● ENTRIES SUPPLIED
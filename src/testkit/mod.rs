//! Shared test utilities available to both unit and integration tests.
//!
//! Enabled via `#[cfg(test)]` (unit tests) or the `testkit` feature
//! (integration tests).
//!
//! # Modules
//!
//! - [`domain`] — Builders for pools and routes.
//! - [`venue`] — `ScriptedVenue`, a mock venue adapter with scripted quotes
//!   and call counters.
//! - [`ledger`] — `ScriptedLedger`, a mock ledger with scripted submission
//!   results, finalized records, and balance reads.
//! - [`capture`] — Collecting notifier and audit sinks.
//! - [`context`] — `ContextBuilder` assembling a full engine context around
//!   the mocks.

pub mod capture;
pub mod context;
pub mod domain;
pub mod ledger;
pub mod venue;

pub use capture::{CollectingAudit, CollectingNotifier};
pub use context::ContextBuilder;
pub use domain::{pool, rates, route};
pub use ledger::ScriptedLedger;
pub use venue::ScriptedVenue;
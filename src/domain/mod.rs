//! Venue-agnostic domain types: tokens, pools, legs, and routes.

mod pool;
mod route;

pub use pool::{Leg, Pool, PoolId, PoolRates, QuotedRate, TokenSymbol, Venue};
pub use route::{Route, TradeRecord};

● AIM OF THE EXERCISE
Copy exactly the opening line of the material, the line bearing "and audit sinks.", and every line between them. Include nothing else.

● ANSWER AREA
filename src/testkit/mod.rs
//! Shared test utilities available to both unit and integration tests.
//!
//! Enabled via `#[cfg(test)]` (unit tests) or the `testkit` feature
//! (integration tests).
//!
//! # Modules
//!
//! - [`domain`] — Builders for pools and routes.
//! - [`venue`] — `ScriptedVenue`, a mock venue adapter with scripted quotes
//!   and call counters.
//! - [`ledger`] — `ScriptedLedger`, a mock ledger with scripted submission
//!   results, finalized records, and balance reads.
//! - [`capture`] — Collecting notifier and audit sinks.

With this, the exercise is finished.